In the gas shipping sector, LNG carrier ordering has also been strong, at 83 vessels contracted in 2024, to date, reaching the second highest annual total on record with two months of the year remaining. The strong figures for LNG carrier ordering are no surpise, and mostly linked to Qatar’s ongoing development of its offshore LNG resources.
LPG carrier volumes have already hit record levels, with 132 vessels ordered, and Clarksons deemed prospects for very-large ammonia carrier (VLAC) and very-large ethane carrier (VLEC) designs "firm".
Tanker activity has also been strong, the maritime services company confirmed, and with total vessel orders in the sector topping 500, it appears the tanker fleet renewal is gathering pace, despite the emergence of a multi-tiered fleet of older, often sanctions-dodging vessels in the so-called dark fleet and newer vessels trading in non-sanctioned energy cargoes.
"572 units of 45.4M dwt ordered, 95% above the ten-year average run-rate in dwt terms, including 106 crude tankers of 23.2M dwt and 273 product tankers of 17.2M dwt," Clarksons said.
In spending terms, Clarksons Research reported that newbuild spending has reached its highest level since the last shipbuilding boom era in the late years of the 2000s decade, with owners investing US$168.4Bn in Jan-Oct, already 85% above the ten-year average and on track to be the strongest annual investment since 2007 (US$264.3bn).
"Spending is being supported by historically strong order volumes, elevated newbuild prices and increased spending on ’green’ technologies," Clarksons said. "Newbuild prices are historically firm; our Newbuilding Price Index now stands at 189 points, 43% higher than its 2010s average and, in nominal terms, just 1% below its 2008 peak amid strong contract activity, elevated forward cover and inflationary pressure at yards. However, gains in the index have slowed in recent months with prices fairly stable in some segments and easing marginally in others."
On the whole, Clarksons figures show that the global orderbook has risen across 2024 to stand at 5,404 ships of 346.2M dwt and 150.6m CGT, up 15% from 2023 figures in CGT terms. This would put shipyard output at its highest level since mid-2011, Clarksons said.

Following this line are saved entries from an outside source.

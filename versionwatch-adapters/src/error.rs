//! Error types for adapters.

use thiserror::Error;
use versionwatch_types::SerializationError;

/// Errors that can occur while fetching the catalog tag list.
#[derive(Debug, Error)]
pub enum FetchError {
    /// The HTTP client or request could not be built.
    #[error("build request failed: {0}")]
    RequestBuild(#[source] reqwest::Error),

    /// The request could not be sent or the body could not be read.
    #[error("request failed: {0}")]
    Request(#[source] reqwest::Error),

    /// The catalog answered with a status outside 2xx.
    #[error("request status code {0} is not 2xx")]
    UnexpectedStatus(reqwest::StatusCode),

    /// The body is not a valid tag list.
    #[error("decode json failed: {0}")]
    Decode(#[source] serde_json::Error),
}

/// Errors that can occur while resolving a schema id.
#[derive(Debug, Error)]
pub enum RegistryError {
    /// The registry could not be reached or answered with a server error.
    #[error("schema registry unavailable: {0}")]
    Unavailable(String),

    /// The registry does not know the subject.
    #[error("subject '{0}' not found")]
    SubjectNotFound(String),

    /// The registry refused the request.
    #[error("schema registry rejected request with status {status}: {message}")]
    Rejected {
        status: reqwest::StatusCode,
        message: String,
    },

    /// The registry response could not be parsed.
    #[error("failed to parse schema registry response: {0}")]
    Parse(String),
}

impl From<reqwest::Error> for RegistryError {
    fn from(err: reqwest::Error) -> Self {
        RegistryError::Unavailable(err.to_string())
    }
}

/// Errors raised by a message producer.
#[derive(Debug, Error)]
pub enum ProducerError {
    /// The producer could not be created from its configuration.
    #[error("create producer failed: {0}")]
    Config(String),

    /// The broker did not acknowledge the message, retries included.
    #[error("delivery failed: {0}")]
    Delivery(String),
}

/// Errors that abort a publish call, tagged with the failing stage.
#[derive(Debug, Error)]
pub enum PublishError {
    /// Looking up the schema id failed.
    #[error("get schema id failed: {0}")]
    SchemaResolution(#[source] RegistryError),

    /// Encoding the version failed.
    #[error("serialize version failed: {0}")]
    Serialization(#[source] SerializationError),

    /// The broker send failed.
    #[error("send message to kafka failed: {0}")]
    Send(#[source] ProducerError),
}
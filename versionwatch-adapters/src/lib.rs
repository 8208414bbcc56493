//! # versionwatch-adapters
//!
//! The collaborators of a versionwatch sync run: where versions come from,
//! how their schema id is resolved, and where they are published.
//!
//! ## Components
//!
//! - [`catalog`]: [`CatalogFetcher`] reads the tag list of a Docker registry
//!   v2 repository and streams one [`Version`] per tag into a channel
//! - [`registry`]: [`CachedSchemaRegistry`] resolves a subject to a schema id
//!   over the Confluent REST API and caches it for the process lifetime
//! - [`publisher`]: [`Publisher`] drains the channel, wraps each version in
//!   the wire envelope and hands it to a [`MessageProducer`]
//! - [`kafka`] (`kafka` feature): [`kafka::KafkaProducer`], the rdkafka backed
//!   producer waiting for acknowledgement from all in-sync replicas
//! - [`stop`]: [`StopToken`], the cooperative cancellation flag shared by
//!   the tasks of a run
//!
//! ## Example
//!
//! ```rust,no_run
//! use versionwatch_adapters::{CatalogFetcher, Fetch, StopToken};
//!
//! #[tokio::main]
//! async fn main() -> Result<(), Box<dyn std::error::Error>> {
//!     let fetcher = CatalogFetcher::builder()
//!         .base_url("https://gcr.io")
//!         .repository("google_containers/hyperkube-amd64")
//!         .application_name("Kubernetes")
//!         .build()?;
//!
//!     let (tx, mut rx) = tokio::sync::mpsc::channel(4);
//!     let stop = StopToken::new();
//!     let fetch = tokio::spawn(async move { fetcher.fetch(&stop, tx).await });
//!
//!     while let Some(version) = rx.recv().await {
//!         println!("{}", version);
//!     }
//!     fetch.await??;
//!     Ok(())
//! }
//! ```

pub mod catalog;
pub mod error;
pub mod publisher;
pub mod registry;
pub mod stop;

#[cfg(feature = "kafka")]
pub mod kafka;

pub use catalog::{CatalogFetcher, CatalogFetcherBuilder, Fetch};
pub use error::{FetchError, ProducerError, PublishError, RegistryError};
pub use publisher::{MessageProducer, Publish, Publisher};
pub use registry::{CachedSchemaRegistry, CachedSchemaRegistryBuilder, SchemaRegistry, StaticSchemaRegistry};
pub use stop::StopToken;

// Re-export types for convenience
pub use versionwatch_types::{SchemaId, Version, WireMessage};
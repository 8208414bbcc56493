//! Run a group of futures that live and die together.
//!
//! Both combinators poll every task concurrently on the current task and
//! share one [`StopToken`]. They differ only in what ends the group: the
//! first error, or the first task to finish at all. Either way the token is
//! stopped and the remaining tasks are drained, never dropped mid-flight, so
//! every task gets to observe the stop and clean up.

use std::future::Future;
use std::pin::Pin;

use futures_util::stream::{FuturesUnordered, StreamExt};
use tracing::debug;

use versionwatch_adapters::StopToken;

/// A boxed task taking part in a race group.
pub type Task<'a, E> = Pin<Box<dyn Future<Output = Result<(), E>> + Send + 'a>>;

/// Run `tasks` until all complete. The first error stops `stop` and is
/// returned once the others have unwound.
pub async fn cancel_on_first_error<E>(stop: &StopToken, tasks: Vec<Task<'_, E>>) -> Result<(), E> {
    let mut pending: FuturesUnordered<_> = tasks.into_iter().collect();
    let mut first_error = None;

    while let Some(result) = pending.next().await {
        if let Err(err) = result {
            if first_error.is_none() {
                debug!(remaining = pending.len(), "task failed => stop group");
                stop.stop();
                first_error = Some(err);
            }
        }
    }

    match first_error {
        Some(err) => Err(err),
        None => Ok(()),
    }
}

/// Run `tasks` until the first one completes, then stop `stop` and return
/// that task's result once the others have unwound.
pub async fn cancel_on_first_finish<E>(stop: &StopToken, tasks: Vec<Task<'_, E>>) -> Result<(), E> {
    let mut pending: FuturesUnordered<_> = tasks.into_iter().collect();

    let Some(first) = pending.next().await else {
        return Ok(());
    };
    debug!(remaining = pending.len(), ok = first.is_ok(), "task finished => stop group");
    stop.stop();

    while pending.next().await.is_some() {}
    first
}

"Though the orderbook as a share of the total fleet has edged higher as a result, to 14% in dwt terms (from 12% at start year), this remains a relatively moderate level overall, but there remains significant variation between sectors," the company said, noting that global deliveries are projected to rise in the coming years amid a larger orderbook and expanding shipyard capacity.
Clarksons’ forecasts for output see a continued swell in shipyard production in coming years, potentially building toward another peak, as yards expand capacity to meet demaind. Output is forecast to reach 41.0M CGT in full year 2024, before rising to 42.7M CGT in 2025 and increasing again in 2026 to 42.9M CGT, with the potential for some upside from further orders that may be placed, according to Clarksons.